Após o processamento do caso, a CorteIDH (3) concluiu que o Estado violou: (I) os direitos à vida e a integridade pessoal de Ximenes Lopes (Convenção Americana de Direitos Humanos – CADH- artigos 4.1, 5.1 e 5.2); (II) o direito à integridade pessoal de seus familiares, vitimados por diversos problemas de saúde decorrentes do estado de tristeza e angústia ocasionando no contexto dos fatos narrados; e (III) os direitos às garantias judiciais e à proteção judiciais consagrados nos artigos 8.1 e 25.1 da CADH, em razão da ineficiência em investigar e punir os responsáveis pelos maus-tratos e óbito da vítima. Finalmente, a CorteIDH determinou que o Estado brasileiro indenizasse os familiares de Ximenes Lopes pelos danos materiais e imateriais provocados, além de ter ordenado diversas outras obrigações, a exemplo do dever de garantir, em prazo razoável, que o processo interno destinado a investigar e punir os responsáveis pelos fatos deste caso seja regularmente desenvolvido. (4)

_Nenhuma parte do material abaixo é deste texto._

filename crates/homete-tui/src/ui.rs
use ratatui::{
    Frame,
    layout::{Constraint, Layout, Rect},
    style::{Color, Modifier, Style, Stylize},
    text::{Line, Span, Text},
    widgets::{Block, Borders, Clear, Paragraph, Wrap},
};
use homete_core::ChatEntry;
use unicode_width::UnicodeWidthChar;

use crate::app::{App, InputMode};
use crate::markdown::render_markdown;

pub fn render<G>(app: &mut App<G>, frame: &mut Frame) {
    let area = frame.area();

    // Main layout: header, transcript, input, footer
    let [header_area, chat_area, input_area, footer_area] = Layout::vertical([
        Constraint::Length(1),
        Constraint::Min(0),
        Constraint::Length(3),
        Constraint::Length(1),
    ])
    .areas(area);

    render_header(frame, header_area);
    render_chat(app, frame, chat_area);
    render_input(app, frame, input_area);
    render_footer(app, frame, footer_area);

    if app.input_mode == InputMode::ImagePicker {
        render_image_picker(app, frame, area);
    }
}

fn render_header(frame: &mut Frame, area: Rect) {
    let title = Line::from(vec![
        Span::styled(" homete ", Style::default().fg(Color::Magenta).bold()),
        Span::styled(
            format!("v{}", env!("CARGO_PKG_VERSION")),
            Style::default().fg(Color::DarkGray),
        ),
    ]);

    let header = Paragraph::new(title).style(Style::default().bg(Color::Black));
    frame.render_widget(header, area);
}

/// Transcript lines: a role label, the entry body, then a blank line
fn transcript_lines<G>(app: &App<G>) -> Vec<Line<'static>> {
    let user_label = Line::from(Span::styled(
        "You:",
        Style::default().fg(Color::Cyan).add_modifier(Modifier::BOLD),
    ));
    let reply_label = Line::from(Span::styled(
        "homete:",
        Style::default().fg(Color::Magenta).add_modifier(Modifier::BOLD),
    ));

    let mut lines: Vec<Line<'static>> = Vec::new();
    for entry in app.controller.entries() {
        match entry {
            ChatEntry::UserText(text) => {
                lines.push(user_label.clone());
                lines.extend(text.lines().map(|line| Line::from(line.to_string())));
            }
            ChatEntry::UserImage(image) => {
                lines.push(user_label.clone());
                lines.push(Line::from(vec![
                    Span::styled("[image] ", Style::default().fg(Color::Magenta)),
                    Span::styled(image.display_name(), Style::default().underlined()),
                ]));
            }
            ChatEntry::Loading => {
                lines.push(reply_label.clone());
                // Animated ellipsis: cycles through ".", "..", "..."
                let dots = ".".repeat((app.animation_frame as usize) + 1);
                lines.push(Line::from(Span::styled(
                    format!("Thinking{}", dots),
                    Style::default().fg(Color::DarkGray).add_modifier(Modifier::ITALIC),
                )));
            }
            ChatEntry::System(content) => {
                lines.push(reply_label.clone());
                lines.extend(render_markdown(content));
            }
        }
        lines.push(Line::default());
    }
    lines
}

/// The part of `text` that fits in `width` columns with the cursor kept in view,
/// and the cursor's column within it. Widths are display columns, so
/// full-width characters count twice.
fn visible_window(text: &str, cursor: usize, width: usize) -> (String, u16) {
    if width == 0 {
        return (String::new(), 0);
    }

    let chars: Vec<char> = text.chars().collect();
    let cursor = cursor.min(chars.len());
    let char_width = |c: &char| c.width().unwrap_or(0);

    // Drop leading characters until the text before the cursor plus the cursor cell fits
    let mut start = 0;
    let mut before_cursor: usize = chars[..cursor].iter().map(char_width).sum();
    while start < cursor && before_cursor + 1 > width {
        before_cursor -= char_width(&chars[start]);
        start += 1;
    }

    let mut used = 0;
    let visible: String = chars[start..]
        .iter()
        .take_while(|c| {
            used += char_width(*c);
            used <= width
        })
        .collect();

    (visible, before_cursor as u16)
}

fn render_chat<G>(app: &mut App<G>, frame: &mut Frame, area: Rect) {
    let block = Block::default()
        .borders(Borders::ALL)
        .border_style(Style::default().fg(Color::DarkGray));

    let inner_width = area.width.saturating_sub(2);
    app.chat_height = area.height.saturating_sub(2);

    let text = if app.controller.is_empty() {
        Text::from(Span::styled(
            "Say anything and get praised. Ctrl+O sends an image.",
            Style::default().fg(Color::DarkGray),
        ))
    } else {
        Text::from(transcript_lines(app))
    };

    let chat = Paragraph::new(text).wrap(Wrap { trim: false });

    // Count rows with the same word wrapping used to draw, before the borders are added
    let total_rows = u16::try_from(chat.line_count(inner_width)).unwrap_or(u16::MAX);
    app.chat_max_scroll = total_rows.saturating_sub(app.chat_height);
    if app.follow_tail {
        app.chat_scroll = app.chat_max_scroll;
    } else {
        app.chat_scroll = app.chat_scroll.min(app.chat_max_scroll);
    }

    let chat = chat.block(block).scroll((app.chat_scroll, 0));

    frame.render_widget(chat, area);
}

fn render_input<G>(app: &App<G>, frame: &mut Frame, area: Rect) {
    let pending = app.controller.is_pending();
    let (title, border_color) = if pending {
        (" Waiting for a reply... ", Color::DarkGray)
    } else if app.input_mode == InputMode::Editing {
        (" Message (Enter to send) ", Color::Yellow)
    } else {
        (" Message ", Color::DarkGray)
    };

    let input_block = Block::default()
        .borders(Borders::ALL)
        .border_style(Style::default().fg(border_color))
        .title(title);

    // Inner width = total width - 2 (for borders)
    let inner_width = area.width.saturating_sub(2) as usize;
    let (visible_text, cursor_x) = visible_window(&app.input, app.cursor, inner_width);

    let text_color = if pending { Color::DarkGray } else { Color::Cyan };
    let input = Paragraph::new(visible_text)
        .style(Style::default().fg(text_color))
        .block(input_block);

    frame.render_widget(input, area);

    // Show cursor only while the box accepts input
    if app.input_mode == InputMode::Editing && !pending {
        frame.set_cursor_position((area.x + cursor_x + 1, area.y + 1));
    }
}

fn render_footer<G>(app: &App<G>, frame: &mut Frame, area: Rect) {
    // Key style: dark background with bright text for visibility on both light/dark terminals
    let key_style = Style::default().bg(Color::DarkGray).fg(Color::White);
    let label_style = Style::default().bg(Color::Black).fg(Color::White);

    let hints = match app.input_mode {
        InputMode::Editing => vec![
            Span::styled(" Enter ", key_style),
            Span::styled(" send ", label_style),
            Span::styled(" Ctrl+O ", key_style),
            Span::styled(" image ", label_style),
            Span::styled(" PgUp/PgDn ", key_style),
            Span::styled(" scroll ", label_style),
            Span::styled(" Esc ", key_style),
            Span::styled(" quit ", label_style),
        ],
        InputMode::ImagePicker => vec![
            Span::styled(" Enter ", key_style),
            Span::styled(" send image ", label_style),
            Span::styled(" Esc ", key_style),
            Span::styled(" cancel ", label_style),
        ],
    };

    frame.render_widget(Paragraph::new(Line::from(hints)), area);
}

fn render_image_picker<G>(app: &App<G>, frame: &mut Frame, area: Rect) {
    // Calculate popup size and position (centered)
    let popup_width = 70.min(area.width.saturating_sub(4));
    let popup_height = 6;

    let popup_x = (area.width.saturating_sub(popup_width)) / 2;
    let popup_y = (area.height.saturating_sub(popup_height)) / 2;

    // Short terminals get a truncated popup rather than drawing past the frame
    let popup_area = Rect::new(popup_x, popup_y, popup_width, popup_height).intersection(area);

    // Clear the area behind the popup
    frame.render_widget(Clear, popup_area);

    let block = Block::default()
        .borders(Borders::ALL)
        .border_style(Style::default().fg(Color::Magenta))
        .title(" Send an image ");

    let inner = block.inner(popup_area);
    frame.render_widget(block, popup_area);
    if inner.height == 0 {
        return;
    }

    // Without room for the instructions the path field takes the first row
    let input_row = if inner.height >= 3 {
        let instructions = Paragraph::new("Type or drop an image path (jpg, png, webp, gif, bmp).")
            .style(Style::default().fg(Color::DarkGray));
        frame.render_widget(instructions, Rect::new(inner.x, inner.y, inner.width, 1));
        inner.y + 2
    } else {
        inner.y
    };

    // Input field, scrolled to keep the cursor visible
    let input_area = Rect::new(inner.x, input_row, inner.width, 1);
    let (visible, cursor_x) = visible_window(
        &app.image_path_input,
        app.image_path_cursor,
        input_area.width as usize,
    );

    frame.render_widget(
        Paragraph::new(visible).style(Style::default().fg(Color::Cyan)),
        input_area,
    );
    frame.set_cursor_position((input_area.x + cursor_x, input_area.y));
}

Diversas são os pontos relevantes neste paradigmático caso, mas podemos citar um primeiro, bem expressivo: foi a primeira condenação do Brasil na CorteIDH. Portanto, a primeira vez que o país é demandado nesta instância fora por violações de Direitos Humanos que tocam exatamente a matéria de saúde mental e articulação de políticas antimanicomiais.

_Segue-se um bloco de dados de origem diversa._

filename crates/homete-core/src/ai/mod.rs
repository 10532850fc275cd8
pub mod gemini;

pub use gemini::GeminiClient;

Ainda, como oitavo ponto resolutivo apontados pela Corte, há a ponderação de que o Estado deve continuar a desenvolver um programa de formação e capacitação para o pessoal médico, de psiquiatria e psicologia, de enfermagem e auxiliares de enfermagem e para todas as pessoas vinculadas ao atendimento de saúde mental, em especial sobre os princípios que devem reger o trato das pessoas portadoras de deficiência mental, conforme os padrões internacionais sobre a matéria e aqueles dispostos nesta Sentença.

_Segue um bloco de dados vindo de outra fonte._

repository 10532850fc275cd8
//! Transcript controller: owns the chat history and the single in-flight exchange.

use std::path::PathBuf;

use anyhow::Result;
use tracing::{debug, warn};

use crate::gateway::ExchangeRequest;
use crate::state::{ChatEntry, ImageRef};

/// Shown in place of a reply whenever an exchange fails, whatever the cause.
pub const ERROR_MESSAGE: &str =
    "エラーが発生しました。少し待ってからもう一度試してみてください。";

/// Handle to the loading slot of an in-flight exchange.
///
/// Not `Clone`: `resolve` consumes it, so a slot is resolved at most once.
#[derive(Debug, PartialEq, Eq)]
pub struct ExchangeTicket {
    slot: usize,
}

impl ExchangeTicket {
    pub fn slot(&self) -> usize {
        self.slot
    }
}

/// A submission accepted by the controller, waiting to be sent to the gateway
#[derive(Debug)]
pub struct Exchange {
    pub ticket: ExchangeTicket,
    pub request: ExchangeRequest,
}

#[derive(Debug, Default)]
pub struct TranscriptController {
    entries: Vec<ChatEntry>,
    // Index of the loading placeholder while an exchange is in flight
    pending: Option<usize>,
}

impl TranscriptController {
    pub fn new() -> Self {
        Self::default()
    }

    pub fn entries(&self) -> &[ChatEntry] {
        &self.entries
    }

    pub fn len(&self) -> usize {
        self.entries.len()
    }

    pub fn is_empty(&self) -> bool {
        self.entries.is_empty()
    }

    pub fn is_pending(&self) -> bool {
        self.pending.is_some()
    }

    /// Submit the text in `input`. The buffer is emptied when the submission is accepted.
    ///
    /// Returns `None` without touching anything if an exchange is already in flight or the
    /// buffer is empty.
    pub fn submit_text(&mut self, input: &mut String) -> Option<Exchange> {
        if self.is_pending() || input.is_empty() {
            return None;
        }

        let text = std::mem::take(input);
        debug!(chars = text.chars().count(), "submitting text");
        self.entries.push(ChatEntry::UserText(text.clone()));
        Some(self.open_exchange(ExchangeRequest::Text(text)))
    }

    /// Submit an image file. Returns `None` if an exchange is already in flight.
    pub fn submit_image(&mut self, path: impl Into<PathBuf>) -> Option<Exchange> {
        if self.is_pending() {
            return None;
        }

        let path = path.into();
        debug!(path = %path.display(), "submitting image");
        self.entries.push(ChatEntry::UserImage(ImageRef::new(path.clone())));
        Some(self.open_exchange(ExchangeRequest::Image(path)))
    }

    fn open_exchange(&mut self, request: ExchangeRequest) -> Exchange {
        let slot = self.entries.len();
        self.entries.push(ChatEntry::Loading);
        self.pending = Some(slot);
        Exchange {
            ticket: ExchangeTicket { slot },
            request,
        }
    }

    /// Replace the loading placeholder with the reply, or with [`ERROR_MESSAGE`] on failure.
    pub fn resolve(&mut self, ticket: ExchangeTicket, outcome: Result<String>) {
        let content = match outcome {
            Ok(reply) => reply,
            Err(e) => {
                warn!("exchange failed: {:#}", e);
                ERROR_MESSAGE.to_string()
            }
        };

        match self.entries.get_mut(ticket.slot) {
            Some(entry) if entry.is_loading() => *entry = ChatEntry::System(content),
            _ => warn!(slot = ticket.slot, "no loading entry at resolved slot"),
        }

        if self.pending == Some(ticket.slot) {
            self.pending = None;
        }
    }
}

Apesar do transcurso do tempo da publicação da decisão, não fora, até o presente momento, articulado qualquer formação permanente e nacional que busque a implementação real deste ponto da Sentença.

Outro ponto importantíssimo é a definição do que é sujeição pela CorteIDH, dispondo que (parágrafos 133 a 136 da decisão): 133. Entende-se sujeição como qualquer ação que interfira na capacidade do paciente de tomar decisões ou que restrinja sua liberdade de movimento. A Corte observa que o uso da sujeição apresenta um alto risco de ocasionar danos ao paciente ou sua morte, e que as quedas e lesões são comuns durante esse procedimento.

134. O Tribunal considera que a sujeição é uma das medidas mais agressivas a que pode ser submetido um paciente em tratamento psiquiátrico. Para que esteja de acordo com o respeito à integridade psíquica, física e moral da pessoa, segundo os parâmetros exigidos pelo artigo 5 da Convenção Americana, deve ser empregada como medida de último recurso e unicamente com a finalidade de proteger o paciente, ou o pessoal médico e terceiros, quando o comportamento da pessoa em questão seja tal que esta represente uma ameaça à segurança daqueles. A sujeição não pode ter outro motivo senão este e somente deve ser executada por pessoal qualificado e não pelos pacientes.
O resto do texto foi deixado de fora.